┌────────

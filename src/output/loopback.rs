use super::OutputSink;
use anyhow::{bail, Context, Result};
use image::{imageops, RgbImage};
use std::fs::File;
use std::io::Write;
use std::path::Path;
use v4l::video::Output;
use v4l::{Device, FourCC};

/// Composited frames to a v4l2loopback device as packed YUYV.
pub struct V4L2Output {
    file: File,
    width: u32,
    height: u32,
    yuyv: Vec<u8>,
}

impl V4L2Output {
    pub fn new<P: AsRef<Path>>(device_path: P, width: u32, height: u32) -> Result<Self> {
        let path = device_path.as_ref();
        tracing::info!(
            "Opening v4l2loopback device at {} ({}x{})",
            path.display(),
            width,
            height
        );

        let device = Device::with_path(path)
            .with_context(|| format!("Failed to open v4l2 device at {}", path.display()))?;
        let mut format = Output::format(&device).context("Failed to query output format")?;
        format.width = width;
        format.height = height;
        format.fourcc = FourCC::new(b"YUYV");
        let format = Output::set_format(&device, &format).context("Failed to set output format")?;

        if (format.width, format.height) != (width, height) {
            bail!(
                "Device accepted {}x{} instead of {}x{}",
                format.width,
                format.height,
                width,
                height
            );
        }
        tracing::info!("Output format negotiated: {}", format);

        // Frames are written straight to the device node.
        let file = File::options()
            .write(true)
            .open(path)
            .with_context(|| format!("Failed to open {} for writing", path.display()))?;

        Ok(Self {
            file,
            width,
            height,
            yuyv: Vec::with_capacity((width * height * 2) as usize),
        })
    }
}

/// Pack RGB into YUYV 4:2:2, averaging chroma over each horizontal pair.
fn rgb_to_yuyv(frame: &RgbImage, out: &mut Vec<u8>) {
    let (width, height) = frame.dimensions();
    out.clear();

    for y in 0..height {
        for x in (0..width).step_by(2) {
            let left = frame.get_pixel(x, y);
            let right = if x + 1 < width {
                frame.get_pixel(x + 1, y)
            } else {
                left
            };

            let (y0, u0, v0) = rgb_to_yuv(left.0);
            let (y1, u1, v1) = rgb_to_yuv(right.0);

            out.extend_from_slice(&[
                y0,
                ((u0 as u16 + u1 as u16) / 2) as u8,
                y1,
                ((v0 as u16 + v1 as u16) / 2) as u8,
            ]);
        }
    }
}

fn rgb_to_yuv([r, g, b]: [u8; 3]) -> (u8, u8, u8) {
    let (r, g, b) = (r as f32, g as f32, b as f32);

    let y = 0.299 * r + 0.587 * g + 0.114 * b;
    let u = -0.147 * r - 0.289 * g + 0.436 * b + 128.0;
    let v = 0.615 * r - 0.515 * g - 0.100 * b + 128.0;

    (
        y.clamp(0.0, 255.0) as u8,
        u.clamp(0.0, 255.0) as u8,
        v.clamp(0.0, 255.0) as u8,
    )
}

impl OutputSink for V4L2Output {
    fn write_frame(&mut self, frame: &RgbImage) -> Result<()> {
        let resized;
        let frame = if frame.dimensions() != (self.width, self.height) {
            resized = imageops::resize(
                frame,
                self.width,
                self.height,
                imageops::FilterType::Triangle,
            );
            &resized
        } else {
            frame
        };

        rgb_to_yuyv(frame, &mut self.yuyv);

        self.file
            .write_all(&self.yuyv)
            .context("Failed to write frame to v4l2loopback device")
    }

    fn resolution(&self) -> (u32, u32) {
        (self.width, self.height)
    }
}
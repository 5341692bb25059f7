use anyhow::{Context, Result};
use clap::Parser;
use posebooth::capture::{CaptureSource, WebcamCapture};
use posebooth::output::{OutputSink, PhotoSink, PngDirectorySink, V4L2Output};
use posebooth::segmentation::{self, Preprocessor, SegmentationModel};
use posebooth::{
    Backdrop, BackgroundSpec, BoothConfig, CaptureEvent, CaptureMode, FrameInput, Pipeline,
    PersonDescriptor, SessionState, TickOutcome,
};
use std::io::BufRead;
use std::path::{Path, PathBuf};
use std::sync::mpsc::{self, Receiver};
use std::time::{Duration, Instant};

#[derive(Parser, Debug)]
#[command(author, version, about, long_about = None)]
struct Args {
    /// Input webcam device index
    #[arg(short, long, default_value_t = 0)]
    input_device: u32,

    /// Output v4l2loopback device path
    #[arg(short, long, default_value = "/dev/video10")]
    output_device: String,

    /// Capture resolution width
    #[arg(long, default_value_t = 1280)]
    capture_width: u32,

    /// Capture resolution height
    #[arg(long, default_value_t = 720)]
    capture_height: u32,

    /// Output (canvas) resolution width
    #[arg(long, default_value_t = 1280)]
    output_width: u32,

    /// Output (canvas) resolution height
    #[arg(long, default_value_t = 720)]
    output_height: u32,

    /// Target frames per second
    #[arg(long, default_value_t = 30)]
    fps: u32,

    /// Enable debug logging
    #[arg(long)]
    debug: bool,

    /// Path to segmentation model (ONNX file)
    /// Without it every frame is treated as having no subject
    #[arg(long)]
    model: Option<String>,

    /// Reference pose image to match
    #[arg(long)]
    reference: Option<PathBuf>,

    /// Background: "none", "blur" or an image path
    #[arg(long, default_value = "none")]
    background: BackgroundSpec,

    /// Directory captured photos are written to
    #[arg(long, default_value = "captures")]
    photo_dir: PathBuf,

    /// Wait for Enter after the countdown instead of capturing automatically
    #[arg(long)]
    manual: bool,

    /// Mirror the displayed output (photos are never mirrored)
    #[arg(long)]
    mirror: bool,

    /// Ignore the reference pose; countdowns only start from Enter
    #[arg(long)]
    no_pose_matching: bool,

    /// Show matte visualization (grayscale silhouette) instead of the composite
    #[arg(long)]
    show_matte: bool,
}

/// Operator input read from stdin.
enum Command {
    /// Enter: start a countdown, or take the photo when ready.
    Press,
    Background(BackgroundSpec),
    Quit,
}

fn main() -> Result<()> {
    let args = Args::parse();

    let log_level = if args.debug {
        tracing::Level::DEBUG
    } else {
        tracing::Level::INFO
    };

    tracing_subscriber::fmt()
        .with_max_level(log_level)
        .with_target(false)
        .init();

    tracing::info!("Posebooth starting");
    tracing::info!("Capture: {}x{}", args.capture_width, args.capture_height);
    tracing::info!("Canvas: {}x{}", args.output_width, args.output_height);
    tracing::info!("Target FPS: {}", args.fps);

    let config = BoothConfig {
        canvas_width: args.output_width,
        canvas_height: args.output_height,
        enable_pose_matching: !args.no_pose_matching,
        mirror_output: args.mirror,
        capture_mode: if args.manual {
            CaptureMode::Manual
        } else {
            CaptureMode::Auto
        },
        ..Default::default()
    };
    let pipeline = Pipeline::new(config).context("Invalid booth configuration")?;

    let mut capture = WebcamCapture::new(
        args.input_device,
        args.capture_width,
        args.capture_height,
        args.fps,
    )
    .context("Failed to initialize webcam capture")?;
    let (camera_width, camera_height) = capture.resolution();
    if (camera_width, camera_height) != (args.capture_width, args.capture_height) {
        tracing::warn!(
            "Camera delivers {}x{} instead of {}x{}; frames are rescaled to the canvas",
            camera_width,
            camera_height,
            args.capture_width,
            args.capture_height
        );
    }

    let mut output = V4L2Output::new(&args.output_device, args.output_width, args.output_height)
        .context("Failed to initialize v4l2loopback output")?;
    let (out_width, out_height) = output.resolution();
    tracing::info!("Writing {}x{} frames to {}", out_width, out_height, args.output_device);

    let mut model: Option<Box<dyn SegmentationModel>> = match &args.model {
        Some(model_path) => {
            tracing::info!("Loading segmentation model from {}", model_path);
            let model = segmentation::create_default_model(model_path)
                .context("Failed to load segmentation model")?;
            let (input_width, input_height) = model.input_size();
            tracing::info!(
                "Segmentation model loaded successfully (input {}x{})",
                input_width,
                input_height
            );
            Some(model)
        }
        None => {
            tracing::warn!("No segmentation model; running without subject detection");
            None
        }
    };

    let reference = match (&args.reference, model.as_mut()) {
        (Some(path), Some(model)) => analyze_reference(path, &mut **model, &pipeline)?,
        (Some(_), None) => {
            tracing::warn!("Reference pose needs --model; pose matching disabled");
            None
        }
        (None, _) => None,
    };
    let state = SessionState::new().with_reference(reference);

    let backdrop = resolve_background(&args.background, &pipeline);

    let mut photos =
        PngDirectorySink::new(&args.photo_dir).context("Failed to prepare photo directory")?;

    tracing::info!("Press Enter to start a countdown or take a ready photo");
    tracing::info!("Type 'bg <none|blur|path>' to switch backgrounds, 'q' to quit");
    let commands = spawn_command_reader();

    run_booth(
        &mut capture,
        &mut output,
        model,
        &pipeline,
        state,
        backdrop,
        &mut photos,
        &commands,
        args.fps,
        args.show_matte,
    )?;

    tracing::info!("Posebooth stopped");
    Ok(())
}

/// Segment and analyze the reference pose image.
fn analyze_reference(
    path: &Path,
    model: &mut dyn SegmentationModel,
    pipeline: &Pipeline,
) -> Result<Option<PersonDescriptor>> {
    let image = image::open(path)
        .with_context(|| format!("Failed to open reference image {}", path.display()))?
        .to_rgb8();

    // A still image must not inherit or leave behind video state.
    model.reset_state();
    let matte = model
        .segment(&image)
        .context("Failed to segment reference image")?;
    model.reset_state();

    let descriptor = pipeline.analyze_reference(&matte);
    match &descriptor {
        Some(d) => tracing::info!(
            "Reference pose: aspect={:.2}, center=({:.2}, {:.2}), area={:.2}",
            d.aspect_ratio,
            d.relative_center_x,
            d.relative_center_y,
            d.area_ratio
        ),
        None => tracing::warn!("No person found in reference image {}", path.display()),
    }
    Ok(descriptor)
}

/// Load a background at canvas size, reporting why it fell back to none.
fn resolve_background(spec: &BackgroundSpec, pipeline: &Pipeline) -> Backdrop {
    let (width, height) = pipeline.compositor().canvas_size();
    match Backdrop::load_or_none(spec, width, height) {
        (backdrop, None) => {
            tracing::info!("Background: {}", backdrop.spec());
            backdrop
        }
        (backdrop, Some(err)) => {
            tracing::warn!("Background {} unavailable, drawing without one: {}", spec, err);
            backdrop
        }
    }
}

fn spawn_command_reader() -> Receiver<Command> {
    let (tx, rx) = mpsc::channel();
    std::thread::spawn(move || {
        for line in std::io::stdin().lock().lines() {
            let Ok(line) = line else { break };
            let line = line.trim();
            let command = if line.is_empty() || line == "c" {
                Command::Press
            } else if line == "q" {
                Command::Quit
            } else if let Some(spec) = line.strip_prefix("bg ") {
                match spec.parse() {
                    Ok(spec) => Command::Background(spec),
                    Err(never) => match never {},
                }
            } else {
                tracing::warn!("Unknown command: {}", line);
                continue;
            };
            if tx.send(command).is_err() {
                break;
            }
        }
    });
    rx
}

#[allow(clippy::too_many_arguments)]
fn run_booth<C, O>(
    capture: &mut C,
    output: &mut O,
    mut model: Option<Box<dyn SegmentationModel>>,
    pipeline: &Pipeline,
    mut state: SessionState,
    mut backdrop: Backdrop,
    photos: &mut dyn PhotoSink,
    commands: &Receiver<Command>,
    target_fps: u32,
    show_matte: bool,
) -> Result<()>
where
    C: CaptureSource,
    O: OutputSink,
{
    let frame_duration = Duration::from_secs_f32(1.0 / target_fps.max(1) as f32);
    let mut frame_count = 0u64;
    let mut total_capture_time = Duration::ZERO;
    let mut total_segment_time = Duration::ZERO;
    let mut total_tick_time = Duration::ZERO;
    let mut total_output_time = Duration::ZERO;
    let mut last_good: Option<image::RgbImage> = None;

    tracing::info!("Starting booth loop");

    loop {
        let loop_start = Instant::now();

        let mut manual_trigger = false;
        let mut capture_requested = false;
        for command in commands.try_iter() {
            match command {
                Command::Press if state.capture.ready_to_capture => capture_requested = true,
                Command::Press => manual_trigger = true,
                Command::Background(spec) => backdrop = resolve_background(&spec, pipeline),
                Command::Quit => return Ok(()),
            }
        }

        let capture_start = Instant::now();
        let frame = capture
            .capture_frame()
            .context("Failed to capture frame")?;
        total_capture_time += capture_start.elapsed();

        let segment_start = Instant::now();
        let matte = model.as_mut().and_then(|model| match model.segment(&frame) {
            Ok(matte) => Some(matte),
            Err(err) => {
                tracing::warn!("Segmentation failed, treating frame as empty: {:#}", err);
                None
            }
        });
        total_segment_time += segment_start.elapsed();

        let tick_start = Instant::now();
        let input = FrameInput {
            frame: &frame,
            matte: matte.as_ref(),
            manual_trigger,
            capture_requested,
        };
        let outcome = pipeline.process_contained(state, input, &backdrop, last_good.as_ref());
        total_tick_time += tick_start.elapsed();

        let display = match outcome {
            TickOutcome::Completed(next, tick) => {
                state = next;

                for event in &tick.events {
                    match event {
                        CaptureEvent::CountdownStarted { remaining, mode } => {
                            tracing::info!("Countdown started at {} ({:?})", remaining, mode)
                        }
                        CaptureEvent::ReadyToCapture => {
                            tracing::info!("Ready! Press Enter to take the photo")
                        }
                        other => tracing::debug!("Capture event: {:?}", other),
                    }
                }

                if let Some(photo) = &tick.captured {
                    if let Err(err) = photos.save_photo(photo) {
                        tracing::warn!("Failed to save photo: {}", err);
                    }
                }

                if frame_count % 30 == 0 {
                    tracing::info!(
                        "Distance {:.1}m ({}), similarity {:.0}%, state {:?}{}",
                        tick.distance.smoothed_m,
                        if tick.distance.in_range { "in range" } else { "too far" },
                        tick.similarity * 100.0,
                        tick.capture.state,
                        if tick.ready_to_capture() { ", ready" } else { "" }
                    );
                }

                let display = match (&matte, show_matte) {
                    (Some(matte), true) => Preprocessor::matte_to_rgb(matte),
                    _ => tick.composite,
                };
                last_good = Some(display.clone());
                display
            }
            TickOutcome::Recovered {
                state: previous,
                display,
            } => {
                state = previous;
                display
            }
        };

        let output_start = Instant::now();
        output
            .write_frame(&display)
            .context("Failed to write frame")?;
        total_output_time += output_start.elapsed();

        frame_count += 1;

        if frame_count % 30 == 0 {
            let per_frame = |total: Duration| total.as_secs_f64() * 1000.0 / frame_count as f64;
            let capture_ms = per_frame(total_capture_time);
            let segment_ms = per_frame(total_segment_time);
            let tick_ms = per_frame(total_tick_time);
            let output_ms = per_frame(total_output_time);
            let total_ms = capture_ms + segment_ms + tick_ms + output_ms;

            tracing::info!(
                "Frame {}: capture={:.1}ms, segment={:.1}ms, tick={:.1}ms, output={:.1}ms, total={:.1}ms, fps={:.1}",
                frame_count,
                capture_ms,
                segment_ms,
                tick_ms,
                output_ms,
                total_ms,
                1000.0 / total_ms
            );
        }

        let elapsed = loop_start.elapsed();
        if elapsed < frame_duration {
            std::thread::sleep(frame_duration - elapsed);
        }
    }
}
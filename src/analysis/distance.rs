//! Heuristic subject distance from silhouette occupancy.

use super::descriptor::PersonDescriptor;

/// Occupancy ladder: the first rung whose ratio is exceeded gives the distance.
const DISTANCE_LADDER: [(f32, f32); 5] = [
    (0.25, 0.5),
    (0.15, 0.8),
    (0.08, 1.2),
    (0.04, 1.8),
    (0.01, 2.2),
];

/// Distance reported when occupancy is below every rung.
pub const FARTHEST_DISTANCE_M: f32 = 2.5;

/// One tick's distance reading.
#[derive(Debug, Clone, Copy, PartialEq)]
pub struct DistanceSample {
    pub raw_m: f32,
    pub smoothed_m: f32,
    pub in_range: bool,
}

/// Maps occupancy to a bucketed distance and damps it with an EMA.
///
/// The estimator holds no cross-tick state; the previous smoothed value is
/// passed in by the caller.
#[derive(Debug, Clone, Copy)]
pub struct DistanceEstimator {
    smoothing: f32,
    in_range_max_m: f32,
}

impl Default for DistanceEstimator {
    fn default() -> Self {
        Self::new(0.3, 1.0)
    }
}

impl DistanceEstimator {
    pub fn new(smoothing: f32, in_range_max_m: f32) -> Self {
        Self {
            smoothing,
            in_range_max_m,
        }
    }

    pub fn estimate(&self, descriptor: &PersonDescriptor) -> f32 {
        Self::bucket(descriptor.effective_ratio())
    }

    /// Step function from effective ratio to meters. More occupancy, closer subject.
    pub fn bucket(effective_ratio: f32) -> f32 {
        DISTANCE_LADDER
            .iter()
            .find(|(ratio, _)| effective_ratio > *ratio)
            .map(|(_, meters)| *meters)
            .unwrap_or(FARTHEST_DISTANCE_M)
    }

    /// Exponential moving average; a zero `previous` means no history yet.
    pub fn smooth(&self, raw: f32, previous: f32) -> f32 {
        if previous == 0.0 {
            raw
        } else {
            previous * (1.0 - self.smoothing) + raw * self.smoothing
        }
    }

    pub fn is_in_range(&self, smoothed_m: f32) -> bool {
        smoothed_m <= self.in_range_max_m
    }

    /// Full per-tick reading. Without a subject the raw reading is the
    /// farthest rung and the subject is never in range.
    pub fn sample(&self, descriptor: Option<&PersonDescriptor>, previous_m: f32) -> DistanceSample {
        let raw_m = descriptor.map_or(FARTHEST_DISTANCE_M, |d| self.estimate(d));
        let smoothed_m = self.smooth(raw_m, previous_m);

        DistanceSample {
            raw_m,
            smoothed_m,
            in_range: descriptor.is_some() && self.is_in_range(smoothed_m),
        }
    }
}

└────────

Task to carry out
From the records above, print exactly the lines that run from the line with "#[derive(Debug, Clone, Copy, PartialEq)]" to the line with "by the caller.", inclusive.

Reply to the task
#[derive(Debug, Clone, Copy, PartialEq)]
pub struct DistanceSample {
    pub raw_m: f32,
    pub smoothed_m: f32,
    pub in_range: bool,
}

/// Maps occupancy to a bucketed distance and damps it with an EMA.
///
/// The estimator holds no cross-tick state; the previous smoothed value is
/// passed in by the caller.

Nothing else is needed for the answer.